Tuesday’s report from the New Jersey Hospital Association, titled the “New Jersey Vulnerable Communities Disease” database, was first published in 2019 and ranked state zip codes by 20 metrics used to gauge overall community health. In 2021, some of the worst-performing communities – zip codes from Atlantic City, Camden, Newark, Paterson and Trenton, for example – also had some of the highest rates of COVID-19.
The NJHA noted that at the time the report was first issued, COVID-19 was not a concern in New Jersey and essentially threw a curveball at public and community health. But, the relationships were laid bare, the group said, with many of those communities identified as hardest hit by the pandemic the same that have fared poorly for other health and quality of life standards, including lower education levels, widespread poverty, lack of access to healthy foods, higher unemployment, dependence on public assistance, lower life expectancy and the prevalence of chronic health conditions such as heart disease, hypertension and diabetes.
The top 10 worst-performing communities in the 2021 report included four zip codes from Camden, three from Newark, and one each from Atlantic City, Paterson and Trenton.
Communities that fared poorly in the 2019 study notched some of the state’s highest COVID-19 hospitalization rates this year, when looking at hospitalizations per 1,000 residents.

Bennett
“If you overlay a map of the most vulnerable zip codes identified by this data, they are very much aligned with the areas that suffered the highest toll of illness during COVID,” reads a prepared statement from Cathy Bennett, who heads the NJHA.
All of those communities are predominantly lower-income, with Black and brown-majority residents.
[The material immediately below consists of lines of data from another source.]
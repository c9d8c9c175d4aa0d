use std::fmt;
use std::str::FromStr;

use alloy_primitives::U256;
use chrono::{DateTime, TimeZone, Utc};
use rust_decimal::Decimal;
use serde::ser::SerializeStruct;
use serde::{Deserialize, Serialize, Serializer};

use super::error::ExplorerError;

pub const WEI_DECIMALS: u32 = 18;

// rust_decimal cannot represent more fractional digits than this
const MAX_DECIMAL_SCALE: u32 = 28;
const MAX_DECIMAL_MANTISSA: u128 = (1 << 96) - 1;

/// Account identifier in canonical lower-case `0x` form.
///
/// Parsing accepts any casing (checksummed or not) and a missing prefix, so
/// two spellings of the same account always compare equal.
#[derive(Clone, Debug, PartialEq, Eq, Hash, PartialOrd, Ord, Serialize, Deserialize)]
#[serde(try_from = "String", into = "String")]
pub struct Address(String);

impl Address {
    pub fn parse(input: &str) -> Result<Self, ExplorerError> {
        let trimmed = input.trim();
        let digits = trimmed
            .strip_prefix("0x")
            .or_else(|| trimmed.strip_prefix("0X"))
            .unwrap_or(trimmed);

        if digits.len() != 40 || !digits.chars().all(|c| c.is_ascii_hexdigit()) {
            return Err(ExplorerError::InvalidAddress {
                input: input.to_string(),
            });
        }

        Ok(Self(format!("0x{}", digits.to_ascii_lowercase())))
    }

    pub fn as_str(&self) -> &str {
        &self.0
    }

    /// `0x12345678...abcdef`, for log lines.
    pub fn short(&self) -> String {
        format!("{}...{}", &self.0[..10], &self.0[self.0.len() - 6..])
    }
}

impl fmt::Display for Address {
    fn fmt(&self, f: &mut fmt::Formatter<'_>) -> fmt::Result {
        f.write_str(&self.0)
    }
}

impl FromStr for Address {
    type Err = ExplorerError;

    fn from_str(s: &str) -> Result<Self, Self::Err> {
        Self::parse(s)
    }
}

impl TryFrom<String> for Address {
    type Error = ExplorerError;

    fn try_from(value: String) -> Result<Self, Self::Error> {
        Self::parse(&value)
    }
}

impl From<Address> for String {
    fn from(address: Address) -> Self {
        address.0
    }
}

/// Converts an integer amount in base units into a decimal amount.
///
/// Amounts wider than a 96-bit mantissa lose their lowest fractional
/// digits. Returns `None` only when the integer part itself does not fit.
pub fn units_to_decimal(raw: U256, decimals: u32) -> Option<Decimal> {
    let max_mantissa = U256::from(MAX_DECIMAL_MANTISSA);
    let ten = U256::from(10u8);
    let mut mantissa = raw;
    let mut scale = i64::from(decimals);

    while mantissa > max_mantissa || scale > i64::from(MAX_DECIMAL_SCALE) {
        if scale == 0 {
            return None;
        }
        mantissa /= ten;
        scale -= 1;
    }

    let mantissa = i128::try_from(mantissa.to::<u128>()).ok()?;
    Decimal::try_from_i128_with_scale(mantissa, u32::try_from(scale).ok()?).ok()
}

pub fn wei_to_eth(wei: U256) -> Option<Decimal> {
    units_to_decimal(wei, WEI_DECIMALS).map(|eth| eth.normalize())
}

#[derive(Clone, Debug, PartialEq)]
pub struct Transaction {
    pub hash: String,
    pub from: Address,
    /// `None` only for contract creation.
    pub to: Option<Address>,
    pub value_wei: U256,
    pub block_number: u64,
    pub timestamp: u64,
    pub gas_used: u64,
    pub gas_price: U256,
    pub is_error: bool,
}

impl Transaction {
    pub fn value_eth(&self) -> Decimal {
        wei_to_eth(self.value_wei).unwrap_or(Decimal::MAX)
    }

    pub fn time(&self) -> Option<DateTime<Utc>> {
        Utc.timestamp_opt(self.timestamp as i64, 0).single()
    }

    /// The other side of the transfer as seen from `address`.
    pub fn counterparty_of(&self, address: &Address) -> Option<&Address> {
        if &self.from == address {
            self.to.as_ref()
        } else {
            Some(&self.from)
        }
    }

    pub fn touches(&self, address: &Address) -> bool {
        &self.from == address || self.to.as_ref() == Some(address)
    }
}

#[derive(Clone, Debug, PartialEq)]
pub struct TokenTransfer {
    pub transaction: Transaction,
    pub token_contract: Address,
    pub token_name: String,
    pub token_symbol: String,
    pub token_decimals: u32,
}

impl TokenTransfer {
    /// Human-facing amount, i.e. the raw value divided by 10^decimals.
    pub fn amount(&self) -> Option<Decimal> {
        units_to_decimal(self.transaction.value_wei, self.token_decimals).map(|a| a.normalize())
    }
}

// Wei values go out as decimal strings next to their ETH (or token) amount.
impl Serialize for Transaction {
    fn serialize<S: Serializer>(&self, serializer: S) -> Result<S::Ok, S::Error> {
        let mut row = serializer.serialize_struct("Transaction", 10)?;
        row.serialize_field("hash", &self.hash)?;
        row.serialize_field("from", &self.from)?;
        row.serialize_field("to", &self.to)?;
        row.serialize_field("value_wei", &self.value_wei.to_string())?;
        row.serialize_field("value_eth", &self.value_eth())?;
        row.serialize_field("block_number", &self.block_number)?;
        row.serialize_field("timestamp", &self.timestamp)?;
        row.serialize_field("gas_used", &self.gas_used)?;
        row.serialize_field("gas_price", &self.gas_price.to_string())?;
        row.serialize_field("is_error", &self.is_error)?;
        row.end()
    }
}

impl Serialize for TokenTransfer {
    fn serialize<S: Serializer>(&self, serializer: S) -> Result<S::Ok, S::Error> {
        let tx = &self.transaction;
        let mut row = serializer.serialize_struct("TokenTransfer", 12)?;
        row.serialize_field("hash", &tx.hash)?;
        row.serialize_field("from", &tx.from)?;
        row.serialize_field("to", &tx.to)?;
        row.serialize_field("raw_value", &tx.value_wei.to_string())?;
        row.serialize_field("amount", &self.amount())?;
        row.serialize_field("token_contract", &self.token_contract)?;
        row.serialize_field("token_name", &self.token_name)?;
        row.serialize_field("token_symbol", &self.token_symbol)?;
        row.serialize_field("token_decimals", &self.token_decimals)?;
        row.serialize_field("block_number", &tx.block_number)?;
        row.serialize_field("timestamp", &tx.timestamp)?;
        row.serialize_field("is_error", &tx.is_error)?;
        row.end()
    }
}

/// Gas oracle prices in gwei.
#[derive(Clone, Debug, PartialEq, Serialize)]
pub struct GasPrices {
    pub safe: Decimal,
    pub standard: Decimal,
    pub fast: Decimal,
    pub suggested_base_fee: Option<Decimal>,
}

#[derive(Debug, Clone, Deserialize)]
pub(crate) struct ApiEnvelope {
    pub status: String,
    #[serde(default)]
    pub message: String,
    pub result: serde_json::Value,
}

#[derive(Debug, Deserialize)]
#[serde(rename_all = "camelCase")]
pub(crate) struct RawTransaction {
    hash: String,
    from: String,
    #[serde(default)]
    to: String,
    value: String,
    block_number: String,
    time_stamp: String,
    #[serde(default)]
    gas_used: String,
    #[serde(default)]
    gas_price: String,
    #[serde(default)]
    is_error: String,
}

#[derive(Debug, Deserialize)]
#[serde(rename_all = "camelCase")]
pub(crate) struct RawTokenTransfer {
    #[serde(flatten)]
    transaction: RawTransaction,
    contract_address: String,
    #[serde(default)]
    token_name: String,
    #[serde(default)]
    token_symbol: String,
    #[serde(default)]
    token_decimal: String,
}

#[derive(Debug, Deserialize)]
pub(crate) struct RawGasOracle {
    #[serde(rename = "SafeGasPrice")]
    safe: String,
    #[serde(rename = "ProposeGasPrice")]
    propose: String,
    #[serde(rename = "FastGasPrice")]
    fast: String,
    #[serde(rename = "suggestBaseFee", default)]
    suggest_base_fee: Option<String>,
}

fn malformed(field: &str, value: &str) -> ExplorerError {
    ExplorerError::MalformedResponse(format!("unparseable {field}: {value:?}"))
}

fn parse_u64(field: &str, value: &str) -> Result<u64, ExplorerError> {
    if value.is_empty() {
        return Ok(0);
    }
    value.parse().map_err(|_| malformed(field, value))
}

fn parse_u256(field: &str, value: &str) -> Result<U256, ExplorerError> {
    if value.is_empty() {
        return Ok(U256::ZERO);
    }
    value.parse().map_err(|_| malformed(field, value))
}

fn parse_gwei(field: &str, value: &str) -> Result<Decimal, ExplorerError> {
    Decimal::from_str(value.trim()).map_err(|_| malformed(field, value))
}

pub(crate) fn parse_wei(value: &str) -> Result<U256, ExplorerError> {
    parse_u256("balance", value.trim())
}

impl TryFrom<RawTransaction> for Transaction {
    type Error = ExplorerError;

    fn try_from(raw: RawTransaction) -> Result<Self, Self::Error> {
        let from = Address::parse(&raw.from).map_err(|_| malformed("from", &raw.from))?;
        let to = if raw.to.is_empty() {
            None
        } else {
            Some(Address::parse(&raw.to).map_err(|_| malformed("to", &raw.to))?)
        };

        Ok(Self {
            hash: raw.hash,
            from,
            to,
            value_wei: parse_u256("value", &raw.value)?,
            block_number: parse_u64("blockNumber", &raw.block_number)?,
            timestamp: parse_u64("timeStamp", &raw.time_stamp)?,
            gas_used: parse_u64("gasUsed", &raw.gas_used)?,
            gas_price: parse_u256("gasPrice", &raw.gas_price)?,
            is_error: raw.is_error == "1",
        })
    }
}

impl TryFrom<RawTokenTransfer> for TokenTransfer {
    type Error = ExplorerError;

    fn try_from(raw: RawTokenTransfer) -> Result<Self, Self::Error> {
        let token_contract = Address::parse(&raw.contract_address)
            .map_err(|_| malformed("contractAddress", &raw.contract_address))?;
        let token_decimals = if raw.token_decimal.is_empty() {
            0
        } else {
            raw.token_decimal
                .trim()
                .parse::<u32>()
                .map_err(|_| malformed("tokenDecimal", &raw.token_decimal))?
        };

        Ok(Self {
            transaction: Transaction::try_from(raw.transaction)?,
            token_contract,
            token_name: raw.token_name,
            token_symbol: raw.token_symbol,
            token_decimals,
        })
    }
}

impl TryFrom<RawGasOracle> for GasPrices {
    type Error = ExplorerError;

    fn try_from(raw: RawGasOracle) -> Result<Self, Self::Error> {
        let suggested_base_fee = match raw.suggest_base_fee {
            Some(fee) if !fee.is_empty() => Some(parse_gwei("suggestBaseFee", &fee)?),
            _ => None,
        };

        Ok(Self {
            safe: parse_gwei("SafeGasPrice", &raw.safe)?,
            standard: parse_gwei("ProposeGasPrice", &raw.propose)?,
            fast: parse_gwei("FastGasPrice", &raw.fast)?,
            suggested_base_fee,
        })
    }
}
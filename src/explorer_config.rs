use std::env;
use std::fmt;
use std::path::PathBuf;
use std::str::FromStr;
use std::time::Duration;

use thiserror::Error;
use zeroize::Zeroizing;

use crate::explorer::retry::RetryConfig;

pub const DEFAULT_BASE_URL: &str = "https://api.etherscan.io/api";

#[derive(Debug, Error)]
pub enum ConfigError {
    #[error("{0} environment variable is required")]
    Missing(&'static str),

    #[error("{name} has invalid value {value:?}")]
    Invalid { name: &'static str, value: String },

    #[error("Failed to read {path}: {message}")]
    Unreadable { path: PathBuf, message: String },

    #[error("Failed to build HTTP client: {0}")]
    HttpClient(String),
}

#[derive(Clone)]
pub struct ExplorerConfig {
    pub base_url: String,
    pub api_key: Zeroizing<String>,
    pub requests_per_second: usize,
    pub cache_ttl: Duration,
    pub cache_capacity: usize,
    pub request_timeout: Duration,
    pub retry: RetryConfig,
}

impl fmt::Debug for ExplorerConfig {
    fn fmt(&self, f: &mut fmt::Formatter<'_>) -> fmt::Result {
        f.debug_struct("ExplorerConfig")
            .field("base_url", &self.base_url)
            .field("api_key", &"<redacted>")
            .field("requests_per_second", &self.requests_per_second)
            .field("cache_ttl", &self.cache_ttl)
            .field("cache_capacity", &self.cache_capacity)
            .field("request_timeout", &self.request_timeout)
            .field("retry", &self.retry)
            .finish()
    }
}

impl ExplorerConfig {
    // Etherscan mainnet with the free-tier budget
    pub fn mainnet_default(api_key: String) -> Self {
        Self {
            base_url: DEFAULT_BASE_URL.to_string(),
            api_key: Zeroizing::new(api_key),
            requests_per_second: 5,
            cache_ttl: Duration::from_secs(30),
            cache_capacity: 1000,
            request_timeout: Duration::from_secs(10),
            retry: RetryConfig::default(),
        }
    }

    pub fn load_from_env() -> Result<Self, ConfigError> {
        let api_key = env::var("ETHERSCAN_API_KEY")
            .ok()
            .filter(|key| !key.trim().is_empty())
            .ok_or(ConfigError::Missing("ETHERSCAN_API_KEY"))?;

        let mut config = Self::mainnet_default(api_key);
        if let Ok(base_url) = env::var("ETHERSCAN_BASE_URL") {
            config.base_url = base_url;
        }
        config.requests_per_second = env_or("RATE_LIMIT", config.requests_per_second)?;
        config.cache_ttl = Duration::from_secs(env_or("CACHE_TTL_SECS", config.cache_ttl.as_secs())?);
        config.cache_capacity = env_or("CACHE_CAPACITY", config.cache_capacity)?;
        config.request_timeout =
            Duration::from_secs(env_or("REQUEST_TIMEOUT_SECS", config.request_timeout.as_secs())?);
        config.retry.max_attempts = env_or("MAX_RETRIES", config.retry.max_attempts)?;

        if config.requests_per_second == 0 {
            return Err(ConfigError::Invalid {
                name: "RATE_LIMIT",
                value: "0".to_string(),
            });
        }

        Ok(config)
    }

    // Per-call timeout lives on the client so every request gets it
    pub fn create_http_client(&self) -> Result<reqwest::Client, ConfigError> {
        reqwest::Client::builder()
            .timeout(self.request_timeout)
            .user_agent(concat!("eth_whale_intel/", env!("CARGO_PKG_VERSION")))
            .build()
            .map_err(|e| ConfigError::HttpClient(e.to_string()))
    }
}

/// Reads `name` from the environment, falling back to `default` when unset.
pub(crate) fn env_or<T: FromStr>(name: &'static str, default: T) -> Result<T, ConfigError> {
    match env::var(name) {
        Ok(value) => value.trim().parse().map_err(|_| ConfigError::Invalid { name, value }),
        Err(_) => Ok(default),
    }
}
They suffered much higher rates of COVID-19, higher hospitalizations and fatalities, and lagged behind their white counterpart communities in vaccination rates.
In these communities, household incomes were on average just above $41,000 a year, while 1 in every 10 residents was unemployed, the report found. One in 4 residents did not graduate high school while 1 in every 6 households had limited English proficiency.
Meanwhile, 1 in 4 households were on food assistance, and located in so-called “food deserts,” without any access to healthy sources of food. Four in 10 residents had Medicaid and 1 in 7 individuals did not have any kind of health coverage, the report found.
One in 8 individuals were contending with some kind of disability, while there was a higher prevalence of chronic health conditions, mental health and substance abuse disorders. And they had a life expectancy three-and-a-half years shorter than the statewide average, which as of 2019 was 80.7 years, according to the New Jersey Department of Health.
“This data reinforces a critical lesson: When it comes to population health, the health of the entire state is inextricably linked to the health of our most vulnerable,” Bennett continued.